Source data:
========================

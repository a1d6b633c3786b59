use std::sync::Arc;

use anyhow::{Result, anyhow};
use tokio::sync::mpsc;
use tokio::time::{Instant, timeout_at};
use tracing::{Span, debug, info, instrument};
use tracing_indicatif::span_ext::IndicatifSpanExt;

use super::command::TargetArgs;
use crate::central::Central;
use crate::model::{Peripheral, PeripheralAddress};
use crate::scanner::{ScanEvent, ScanSettings};

/// Scans until `target` is advertising, then stops the scan.
///
/// The platform only connects to devices it has seen, so every command that
/// talks to a single peripheral discovers it first.
#[instrument(skip(central), level = "info", fields(address = %target.address))]
pub(crate) async fn discover(central: &Central, target: &TargetArgs) -> Result<PeripheralAddress> {
    let address = PeripheralAddress::from(target.address.as_str());
    if central.cache().get(&address).is_some() {
        return Ok(address);
    }

    Span::current().pb_set_message(&format!("Scanning for {address}"));
    let (observer, mut events) = mpsc::unbounded_channel();
    let settings = ScanSettings::builder()
        .observer(Arc::new(observer))
        .build();
    central.scanner().start(settings).await;

    let deadline = Instant::now() + target.discovery_timeout;
    let found = loop {
        match timeout_at(deadline, events.recv()).await {
            Ok(Some(ScanEvent::ListChanged(nearby))) if contains(&nearby, &address) => {
                break Ok(());
            }
            Ok(Some(ScanEvent::Ended(Some(error)))) => break Err(anyhow!(error)),
            Ok(Some(event)) => debug!(?event, "waiting for target"),
            Ok(None) | Err(_) => {
                break Err(anyhow!(
                    "`{address}` was not seen within {}",
                    humantime::format_duration(target.discovery_timeout)
                ));
            }
        }
    };
    central.scanner().stop().await;
    found?;

    info!("target discovered");
    Ok(address)
}

fn contains(nearby: &[Arc<Peripheral>], address: &PeripheralAddress) -> bool {
    nearby.iter().any(|peripheral| peripheral.address() == address)
}
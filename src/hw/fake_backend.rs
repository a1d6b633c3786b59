use std::collections::{HashMap, HashSet};
use std::str::FromStr;
use std::sync::atomic::{AtomicUsize, Ordering};
use std::time::Duration;

use async_trait::async_trait;
use bon::Builder;
use parking_lot::Mutex;
use tokio::sync::mpsc::UnboundedSender;
use tokio::time::{Instant, sleep};
use tracing::{debug, trace};

use super::{BlePlatform, L2capStream, PlatformEvent};
use crate::error::{BleError, FixtureError};
use crate::l2cap::{EchoCommandHandler, L2capCommandServer};
use crate::model::{
    Advertisement, CharacteristicInfo, DescriptorInfo, GattStatus, Phy, PhyPair,
    PeripheralAddress, ServiceInfo, WriteType,
};
use crate::protocol::{self, KnownAttribute};

const DEFAULT_MTU_LIMIT: u16 = 247;
const L2CAP_BUFFER_SIZE: usize = 64 * 1024;
const BATTERY_LEVEL: u8 = 87;

/// A fixture peripheral the fake platform advertises and accepts links to.
#[derive(Debug, Clone, Eq, PartialEq)]
pub struct FakeDevice {
    pub address: PeripheralAddress,
    pub name: Option<String>,
    pub rssi: i16,
    pub payload: Option<Vec<u8>>,
}

impl FakeDevice {
    #[must_use]
    pub fn new(address: impl Into<PeripheralAddress>, name: Option<&str>, rssi: i16) -> Self {
        Self {
            address: address.into(),
            name: name.map(str::to_string),
            rssi,
            payload: None,
        }
    }

    fn advertisement(&self, now: Instant) -> Advertisement {
        let mut advertisement = Advertisement::new(self.address.clone(), self.rssi, now)
            .with_service_uuids(vec![protocol::known_uuid(KnownAttribute::BatteryService)]);
        if let Some(name) = &self.name {
            advertisement = advertisement.with_local_name(name);
        }
        if let Some(payload) = &self.payload {
            advertisement = advertisement.with_payload(payload.clone());
        }
        advertisement
    }
}

/// Parsed `address|name|rssi[|payload-hex];...` fixture.
#[derive(Debug, Clone, derive_more::Into)]
pub(crate) struct ScanFixture {
    devices: Vec<FakeDevice>,
}

impl FromStr for ScanFixture {
    type Err = FixtureError;

    fn from_str(value: &str) -> Result<Self, Self::Err> {
        if value.trim().is_empty() {
            return Err(FixtureError::EmptyFixture);
        }
        let devices = value
            .split(';')
            .filter(|record| !record.trim().is_empty())
            .map(parse_scan_record)
            .collect::<Result<Vec<_>, _>>()?;
        Ok(Self { devices })
    }
}

fn parse_scan_record(raw_record: &str) -> Result<FakeDevice, FixtureError> {
    let fields: Vec<&str> = raw_record.split('|').map(str::trim).collect();
    if !(3..=4).contains(&fields.len()) {
        return Err(FixtureError::InvalidRecordFieldCount);
    }
    if fields[0].is_empty() {
        return Err(FixtureError::EmptyAddress);
    }

    let name = match fields[1] {
        "" | "-" => None,
        name => Some(name),
    };
    let rssi = fields[2].parse::<i16>()?;
    let mut device = FakeDevice::new(fields[0], name, rssi);
    if let Some(payload) = fields.get(3) {
        device.payload = Some(hex::decode(payload)?);
    }
    Ok(device)
}

/// How the fake platform answers a connect command.
#[derive(Debug, Clone, Copy, Default, Eq, PartialEq)]
pub enum ConnectBehaviour {
    #[default]
    Succeed,
    /// Accept the command and never report a state change.
    NeverRespond,
    /// Report a disconnected state change carrying `status`.
    Fail { status: GattStatus },
}

/// Settings for constructing a fake platform.
#[derive(Debug, Clone, Builder)]
pub struct FakePlatformConfig {
    #[builder(default)]
    devices: Vec<FakeDevice>,
    #[builder(default)]
    connect_behaviour: ConnectBehaviour,
    /// Whether disconnect commands are answered.
    #[builder(default = true)]
    answer_disconnects: bool,
    #[builder(default = default_services())]
    services: Vec<ServiceInfo>,
    /// Initial attribute values keyed by lower-case characteristic UUID, or
    /// `characteristic/descriptor` for descriptors.
    #[builder(default = default_values())]
    values: HashMap<String, Vec<u8>>,
    /// Characteristics whose commands are accepted but never answered.
    #[builder(default)]
    unresponsive: HashSet<String>,
    #[builder(default)]
    response_delay: Duration,
    #[builder(default = DEFAULT_MTU_LIMIT)]
    mtu_limit: u16,
    /// Advertise every fixture device as soon as a scan starts.
    #[builder(default = true)]
    advertise_on_scan: bool,
    #[builder(default = true)]
    l2cap_enabled: bool,
}

impl Default for FakePlatformConfig {
    fn default() -> Self {
        Self::builder().build()
    }
}

#[derive(Debug, Clone, Copy, Eq, PartialEq)]
enum Link {
    Connecting,
    Connected,
}

/// In-process platform used by tests and by the CLI without hardware.
#[derive(Debug)]
pub struct FakePlatform {
    config: FakePlatformConfig,
    sink: Mutex<Option<UnboundedSender<PlatformEvent>>>,
    connect_behaviour: Mutex<ConnectBehaviour>,
    links: Mutex<HashMap<PeripheralAddress, Link>>,
    values: Mutex<HashMap<String, Vec<u8>>>,
    phys: Mutex<HashMap<PeripheralAddress, PhyPair>>,
    scanning: Mutex<bool>,
    scan_starts: AtomicUsize,
    connect_commands: AtomicUsize,
    disconnect_commands: AtomicUsize,
}
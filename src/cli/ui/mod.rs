mod nearby_view;
mod painter;
mod services_view;
mod table;

pub(crate) use self::nearby_view::NearbyView;
pub(crate) use self::painter::Painter;
pub(crate) use self::services_view::ServicesView;
//! Build pipeline.
//!
//! 1. Read and validate the manifest (nothing is written on failure)
//! 2. Resolve every build entry through the source graph
//! 3. Hand entries to the bundler host with the `?script` plugin attached
//! 4. Resolve virtual assets against the emitted names and rewrite the
//!    files that embed their placeholders, then point every HTML page at
//!    the emitted scripts, stylesheets and images it loads
//! 5. Rewrite the manifest; in dev mode inject the reload clients
//! 6. Return the sealed result, optionally written to the output directory
//!    with files from earlier builds removed
//!
//! Every step before the last is pure with respect to the output directory,
//! so a failed build leaves the previous output untouched.

use std::collections::{BTreeMap, HashMap};
use std::path::Path;

use walkdir::WalkDir;

use crate::host::{BundleOutputs, BundlerHost, EmittedSource};
use crate::html::HtmlScanner;
use crate::manifest::csp::CspRequirement;
use crate::manifest::ManifestDocument;
use crate::plugin::reload_client::{self, BACKGROUND_CLIENT_FILE, CONTENT_CLIENT_FILE};
use crate::plugin::CrxPlugin;
use crate::registry::{LogicalId, VirtualAssetRegistry};
use crate::resolver::{BuildEntry, EntryId, EntryKind, EntryResolver, ResolvedGraph, SourceGraph};
use crate::rewriter::{ManifestRewriter, RewriteOptions};
use crate::utils;
use crate::{BuildMode, BuildOptions, BuildPlan, BuildResult, CrxError, Diagnostic};

/// Output name of the rewritten manifest.
pub const MANIFEST_FILE: &str = "manifest.json";

/// `version_name` of dev builds without an explicit label.
const DEFAULT_BUILD_LABEL: &str = "development build";

// ---------------------------------------------------------------------------
// Pipeline
// ---------------------------------------------------------------------------

pub async fn execute_build<H, G>(
    plan: &BuildPlan,
    opts: &BuildOptions,
    host: &mut H,
    graph: &G,
) -> Result<BuildResult, CrxError>
where
    H: BundlerHost,
    G: SourceGraph,
{
    let mut diagnostics: Vec<Diagnostic> = Vec::new();
    let dev = plan.mode == BuildMode::Dev;

    let manifest_path = plan.root.join(&plan.manifest);
    let raw = tokio::fs::read_to_string(&manifest_path).await?;
    let manifest = ManifestDocument::parse(&raw)?;

    tracing::info!(
        manifest = %manifest_path.display(),
        version = manifest.manifest_version.as_number(),
        mode = ?plan.mode,
        "build started"
    );

    let ResolvedGraph { entries, registry } = EntryResolver::new(&manifest, graph).resolve()?;
    diagnostics.push(Diagnostic::info(format!(
        "Resolved {} entries ({} dynamic scripts)",
        entries.len(),
        entries
            .iter()
            .filter(|e| e.kind == EntryKind::DynamicScript)
            .count()
    )));

    let mut plugin = CrxPlugin::new(registry)?;
    for entry in &entries {
        host.add_input(entry)?;
    }
    if dev {
        host.add_virtual_input(
            BACKGROUND_CLIENT_FILE,
            reload_client::background_client_code(&opts.reload, manifest.manifest_version),
        )?;
        host.add_virtual_input(
            CONTENT_CLIENT_FILE,
            reload_client::content_client_code(&opts.reload),
        )?;
    }

    let mut outputs = host.finish(&mut plugin)?;
    let mut registry = plugin.into_registry();

    resolve_virtual_assets(&entries, &mut registry, &mut outputs, opts.strict, &mut diagnostics)?;
    rewrite_page_references(&entries, &mut outputs)?;

    let mut rewriter = ManifestRewriter::new(entries.clone(), rewrite_options(plan, opts));
    for entry in &entries {
        if let Some(file_name) = outputs.file_for_entry(entry.id) {
            rewriter.record_emitted(entry.id, file_name)?;
        }
    }
    let mut final_manifest = rewriter.rewrite(&manifest)?;

    if dev {
        let label = opts.build_label.as_deref().unwrap_or(DEFAULT_BUILD_LABEL);
        if let Some(loader) = reload_client::inject(&mut final_manifest, label) {
            outputs.push_generated(loader.file_name, loader.code);
        }
        diagnostics.push(Diagnostic::info(format!(
            "Reload clients injected for {}",
            opts.reload.ws_url()
        )));
    }

    let entry_outputs: BTreeMap<EntryId, String> = entries
        .iter()
        .filter_map(|e| Some((e.id, outputs.file_for_entry(e.id)?.to_string())))
        .collect();
    let mut files = outputs.into_map();
    files.insert(
        MANIFEST_FILE.to_string(),
        EmittedSource::Text(final_manifest.to_json_string()?),
    );

    if opts.write_to_disk {
        let out_dir = plan.out_dir();
        write_outputs(&plan.root, &out_dir, &files).await?;
        diagnostics.push(Diagnostic::info(format!(
            "Written {} files to {}",
            files.len(),
            out_dir.display()
        )));
    }

    tracing::info!(entries = entries.len(), files = files.len(), "build complete");

    Ok(BuildResult {
        manifest: final_manifest,
        entries,
        files,
        entry_outputs,
        diagnostics,
    })
}

fn rewrite_options(plan: &BuildPlan, opts: &BuildOptions) -> RewriteOptions {
    let mut csp: Vec<CspRequirement> = Vec::new();
    if plan.mode == BuildMode::Dev {
        csp.extend(reload_client::dev_csp_requirements(&opts.reload));
    }
    csp.extend(
        opts.extra_csp
            .iter()
            .map(|(directive, token)| CspRequirement::new(directive.as_str(), token.as_str())),
    );
    RewriteOptions {
        csp,
        dynamic_resource_matches: opts.dynamic_resource_matches.clone(),
        use_dynamic_url: opts.use_dynamic_url,
    }
}

// ---------------------------------------------------------------------------
// Virtual Asset Resolution
// ---------------------------------------------------------------------------

/// Link placeholders to their emitting files, resolve every dynamic script
/// against its output and rewrite the files that embed them.
fn resolve_virtual_assets(
    entries: &[BuildEntry],
    registry: &mut VirtualAssetRegistry,
    outputs: &mut BundleOutputs,
    strict: bool,
    diagnostics: &mut Vec<Diagnostic>,
) -> Result<(), CrxError> {
    let by_placeholder: HashMap<String, LogicalId> = registry
        .records()
        .iter()
        .map(|r| (r.logical_id.placeholder(), r.logical_id.clone()))
        .collect();

    for file in outputs.iter() {
        let Some(code) = file.source.as_text() else {
            continue;
        };
        for placeholder in utils::find_placeholders(code)? {
            if let Some(id) = by_placeholder.get(&placeholder) {
                registry.record_referrer(id, &file.file_name)?;
            }
        }
    }

    for entry in entries.iter().filter(|e| e.kind == EntryKind::DynamicScript) {
        let (Some(id), Some(file_name)) = (&entry.logical_id, outputs.file_for_entry(entry.id))
        else {
            continue;
        };
        registry.resolve(id, file_name)?;
    }

    for file_name in registry.take_ready_referrers() {
        let Some(file) = outputs.get_mut(&file_name) else {
            continue;
        };
        let EmittedSource::Text(code) = &mut file.source else {
            continue;
        };
        match registry.rewrite_referrer(&file_name, code) {
            Ok(rewritten) => *code = rewritten,
            Err(e) if !strict => {
                diagnostics.push(Diagnostic::warning(e.to_string(), Some(file_name.clone())));
            }
            Err(e) => return Err(e),
        }
    }

    if let Some(record) = registry.unresolved().next() {
        let error = CrxError::PrematureResolution {
            logical_id: record.logical_id.to_string(),
            reason: "the bundler emitted no output for it".into(),
        };
        if strict {
            return Err(error);
        }
        diagnostics.push(Diagnostic::warning(error.to_string(), None));
    }

    if strict {
        for file in outputs.iter() {
            let Some(code) = file.source.as_text() else {
                continue;
            };
            if let Some(placeholder) = utils::find_placeholders(code)?.into_iter().next() {
                let logical_id = by_placeholder
                    .get(&placeholder)
                    .map(|id| id.to_string())
                    .unwrap_or(placeholder);
                return Err(CrxError::PrematureResolution {
                    logical_id,
                    reason: format!("placeholder left in {}", file.file_name),
                });
            }
        }
    }

    Ok(())
}

// ---------------------------------------------------------------------------
// HTML Pages
// ---------------------------------------------------------------------------

/// Rewrite the `src`/`href` references of every emitted page to the
/// root-relative output of the file they load.
fn rewrite_page_references(
    entries: &[BuildEntry],
    outputs: &mut BundleOutputs,
) -> Result<(), CrxError> {
    let scanner = HtmlScanner::new()?;

    // Dynamic scripts are emitted once per world; a page loads the plain file.
    let mut emitted: HashMap<String, String> = HashMap::new();
    for entry in entries
        .iter()
        .filter(|e| !matches!(e.kind, EntryKind::HtmlPage | EntryKind::DynamicScript))
    {
        if let Some(file_name) = outputs.file_for_entry(entry.id) {
            emitted
                .entry(entry.source_path.clone())
                .or_insert_with(|| format!("/{}", file_name));
        }
    }

    let mut pages: Vec<(String, String)> = entries
        .iter()
        .filter(|e| e.kind == EntryKind::HtmlPage)
        .filter_map(|e| Some((outputs.file_for_entry(e.id)?.to_string(), e.source_path.clone())))
        .collect();
    pages.sort();
    pages.dedup();

    for (file_name, source_path) in pages {
        let Some(file) = outputs.get_mut(&file_name) else {
            continue;
        };
        let EmittedSource::Text(html) = &mut file.source else {
            continue;
        };
        let urls: HashMap<String, String> = scanner
            .scan(html)
            .into_iter()
            .filter_map(|r| {
                let url = emitted.get(&r.source_path(&source_path))?.clone();
                Some((r.value, url))
            })
            .collect();
        if !urls.is_empty() {
            tracing::debug!(page = %file_name, references = urls.len(), "rewrote page references");
            *html = scanner.rewrite(html, &urls);
        }
    }
    Ok(())
}

// ---------------------------------------------------------------------------
// Output
// ---------------------------------------------------------------------------

async fn write_outputs(
    root: &Path,
    out_dir: &Path,
    files: &BTreeMap<String, EmittedSource>,
) -> Result<(), CrxError> {
    if root.starts_with(out_dir) {
        return Err(CrxError::BundlerError(format!(
            "output directory {} contains the project root",
            out_dir.display()
        )));
    }
    remove_stale_outputs(out_dir, files)?;

    for (name, source) in files {
        let path = out_dir.join(name);
        if let Some(parent) = path.parent() {
            tokio::fs::create_dir_all(parent).await?;
        }
        tokio::fs::write(&path, source.as_bytes()).await?;
    }
    Ok(())
}

/// Delete files under `out_dir` that `files` no longer names, then every
/// directory left empty.
fn remove_stale_outputs(
    out_dir: &Path,
    files: &BTreeMap<String, EmittedSource>,
) -> Result<(), CrxError> {
    if !out_dir.is_dir() {
        return Ok(());
    }
    for entry in WalkDir::new(out_dir).min_depth(1).contents_first(true) {
        let entry = entry.map_err(std::io::Error::from)?;
        let path = entry.path();
        if entry.file_type().is_dir() {
            if std::fs::read_dir(path)?.next().is_none() {
                std::fs::remove_dir(path)?;
            }
            continue;
        }
        let Ok(relative) = path.strip_prefix(out_dir) else {
            continue;
        };
        let name = relative
            .components()
            .map(|c| c.as_os_str().to_string_lossy())
            .collect::<Vec<_>>()
            .join("/");
        if !files.contains_key(&name) {
            tracing::debug!(file = %name, "removing stale output");
            std::fs::remove_file(path)?;
        }
    }
    Ok(())
}
//! Manifest Output Rewriter
//!
//! Once the bundler has named every output, produce the final manifest:
//!
//! 1. Every recorded manifest location is pointed at its emitted path.
//! 2. Dynamic scripts and static assets used from web-hosted contexts are
//!    declared web-accessible, unless the manifest already lists them.
//! 3. CSP tokens required by injected helpers are added without touching
//!    user-declared directives.
//!
//! Each step is idempotent, so rewriting an already-rewritten manifest with
//! the same entries changes nothing.

use std::collections::HashMap;

use crate::manifest::csp::{self, CspRequirement, DEFAULT_EXTENSION_PAGES_POLICY};
use crate::manifest::{
    ContentSecurityPolicy, ManifestDocument, ManifestVersion, WebAccessibleResource,
    WebAccessibleResources,
};
use crate::resolver::{BuildEntry, EntryId};
use crate::CrxError;

/// CSP context key the MV3 extension-page policy lives under.
const EXTENSION_PAGES: &str = "extension_pages";

#[derive(Debug, Clone)]
pub struct RewriteOptions {
    /// Tokens injected helpers need.
    pub csp: Vec<CspRequirement>,
    /// Matches for derived resources whose referrer has none.
    pub dynamic_resource_matches: Vec<String>,
    pub use_dynamic_url: bool,
}

impl Default for RewriteOptions {
    fn default() -> Self {
        Self {
            csp: Vec::new(),
            dynamic_resource_matches: vec!["http://*/*".into(), "https://*/*".into()],
            use_dynamic_url: false,
        }
    }
}

#[derive(Debug, Clone)]
pub struct ManifestRewriter {
    entries: Vec<BuildEntry>,
    emitted: HashMap<EntryId, String>,
    options: RewriteOptions,
}

impl ManifestRewriter {
    pub fn new(entries: Vec<BuildEntry>, options: RewriteOptions) -> Self {
        Self {
            entries,
            emitted: HashMap::new(),
            options,
        }
    }

    /// Record the emitted path of one entry. Calls may come in any order;
    /// a later call for the same entry wins.
    pub fn record_emitted(&mut self, id: EntryId, path: impl Into<String>) -> Result<(), CrxError> {
        if id.0 >= self.entries.len() {
            return Err(CrxError::BundlerError(format!(
                "emitted path reported for unknown entry #{}",
                id.0
            )));
        }
        self.emitted.insert(id, path.into());
        Ok(())
    }

    pub fn emitted_path(&self, id: EntryId) -> Option<&str> {
        self.emitted.get(&id).map(String::as_str)
    }

    pub fn entries(&self) -> &[BuildEntry] {
        &self.entries
    }

    /// Produce the final manifest from the source manifest.
    pub fn rewrite(&self, manifest: &ManifestDocument) -> Result<ManifestDocument, CrxError> {
        // Checked up front so a failure never leaves a half-written document.
        for entry in &self.entries {
            if !self.emitted.contains_key(&entry.id) {
                return Err(CrxError::UnresolvedBuildEntry {
                    source_path: entry.source_path.clone(),
                    kind: entry.kind,
                });
            }
        }

        let mut out = manifest.clone();
        self.rewrite_locations(&mut out)?;
        self.derive_web_accessible_resources(&mut out);
        self.extend_content_security_policy(&mut out);
        Ok(out)
    }

    fn rewrite_locations(&self, out: &mut ManifestDocument) -> Result<(), CrxError> {
        for entry in &self.entries {
            if let (Some(location), Some(path)) =
                (&entry.manifest_location, self.emitted.get(&entry.id))
            {
                out.set_path(location, path.clone())?;
            }
        }
        Ok(())
    }

    fn derive_web_accessible_resources(&self, out: &mut ManifestDocument) {
        for entry in self.entries.iter().filter(|e| e.needs_web_access()) {
            let Some(path) = self.emitted.get(&entry.id) else {
                continue;
            };
            if out
                .web_accessible_resources
                .as_ref()
                .is_some_and(|war| war.contains(path))
            {
                continue;
            }

            let matches = match entry.referrer.as_ref() {
                Some(r) if !r.matches.is_empty() => r.matches.clone(),
                _ => self.options.dynamic_resource_matches.clone(),
            };
            tracing::debug!(path = %path, "declaring web-accessible resource");

            match out.manifest_version {
                ManifestVersion::V2 => {
                    let war = out
                        .web_accessible_resources
                        .get_or_insert_with(|| WebAccessibleResources::Paths(Vec::new()));
                    if let WebAccessibleResources::Paths(paths) = war {
                        paths.push(path.clone());
                    }
                }
                ManifestVersion::V3 => {
                    let use_dynamic_url = self.options.use_dynamic_url.then_some(true);
                    let war = out
                        .web_accessible_resources
                        .get_or_insert_with(|| WebAccessibleResources::Entries(Vec::new()));
                    if let WebAccessibleResources::Entries(entries) = war {
                        match entries.iter_mut().find(|e| {
                            e.matches == matches
                                && e.extension_ids.is_empty()
                                && e.use_dynamic_url == use_dynamic_url
                        }) {
                            Some(existing) => existing.resources.push(path.clone()),
                            None => entries.push(WebAccessibleResource {
                                resources: vec![path.clone()],
                                matches,
                                extension_ids: Vec::new(),
                                use_dynamic_url,
                            }),
                        }
                    }
                }
            }
        }
    }

    fn extend_content_security_policy(&self, out: &mut ManifestDocument) {
        if self.options.csp.is_empty() {
            return;
        }
        match out.manifest_version {
            ManifestVersion::V3 => {
                let current = match &out.content_security_policy {
                    Some(ContentSecurityPolicy::PerContext(map)) => map
                        .get(EXTENSION_PAGES)
                        .cloned()
                        .unwrap_or_else(|| DEFAULT_EXTENSION_PAGES_POLICY.to_string()),
                    _ => DEFAULT_EXTENSION_PAGES_POLICY.to_string(),
                };
                if let Some(policy) = csp::extend_policy(&current, &self.options.csp) {
                    let csp = out
                        .content_security_policy
                        .get_or_insert_with(|| ContentSecurityPolicy::PerContext(Default::default()));
                    if let ContentSecurityPolicy::PerContext(map) = csp {
                        map.insert(EXTENSION_PAGES.to_string(), policy);
                    }
                }
            }
            ManifestVersion::V2 => {
                let current = match &out.content_security_policy {
                    Some(ContentSecurityPolicy::Single(policy)) => policy.clone(),
                    _ => DEFAULT_EXTENSION_PAGES_POLICY.to_string(),
                };
                if let Some(policy) = csp::extend_policy(&current, &self.options.csp) {
                    out.content_security_policy = Some(ContentSecurityPolicy::Single(policy));
                }
            }
        }
    }
}

// ---------------------------------------------------------------------------
// Tests
// ---------------------------------------------------------------------------

#[cfg(test)]
mod tests {
    use super::*;
    use crate::resolver::EntryKind;
    use crate::ManifestLocation;

    fn entry(id: usize, source: &str, location: ManifestLocation) -> BuildEntry {
        BuildEntry {
            id: EntryId(id),
            source_path: source.into(),
            kind: EntryKind::ContentScript,
            execution_world: None,
            module: false,
            manifest_location: Some(location),
            logical_id: None,
            referrer: None,
        }
    }

    #[test]
    fn unresolved_entry_is_fatal() {
        let manifest = ManifestDocument::parse(
            r#"{"manifest_version":3,"content_scripts":[{"matches":["<all_urls>"],"js":["a.ts"]}]}"#,
        )
        .unwrap();
        let rewriter = ManifestRewriter::new(
            vec![entry(
                0,
                "a.ts",
                ManifestLocation::ContentScriptJs {
                    script: 0,
                    index: 0,
                },
            )],
            RewriteOptions::default(),
        );
        let err = rewriter.rewrite(&manifest).unwrap_err();
        assert!(matches!(err, CrxError::UnresolvedBuildEntry { .. }));
    }

    #[test]
    fn record_emitted_rejects_unknown_entry() {
        let mut rewriter = ManifestRewriter::new(Vec::new(), RewriteOptions::default());
        assert!(rewriter.record_emitted(EntryId(3), "x.js").is_err());
    }

    #[test]
    fn csp_untouched_when_already_satisfied() {
        let manifest = ManifestDocument::parse(r#"{"manifest_version":3}"#).unwrap();
        let rewriter = ManifestRewriter::new(
            Vec::new(),
            RewriteOptions {
                csp: vec![CspRequirement::new("script-src", "'self'")],
                ..Default::default()
            },
        );
        let out = rewriter.rewrite(&manifest).unwrap();
        assert_eq!(out.content_security_policy, None);
    }
}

========================

DIRECTIONS: Wherever a line of the data holds "impl", copy that line.

TASK RESPONSE:
impl FakeDevice {
    pub fn new(address: impl Into<PeripheralAddress>, name: Option<&str>, rssi: i16) -> Self {
impl FromStr for ScanFixture {
impl Default for FakePlatformConfig {
impl Default for RewriteOptions {
impl ManifestRewriter {
    pub fn record_emitted(&mut self, id: EntryId, path: impl Into<String>) -> Result<(), CrxError> {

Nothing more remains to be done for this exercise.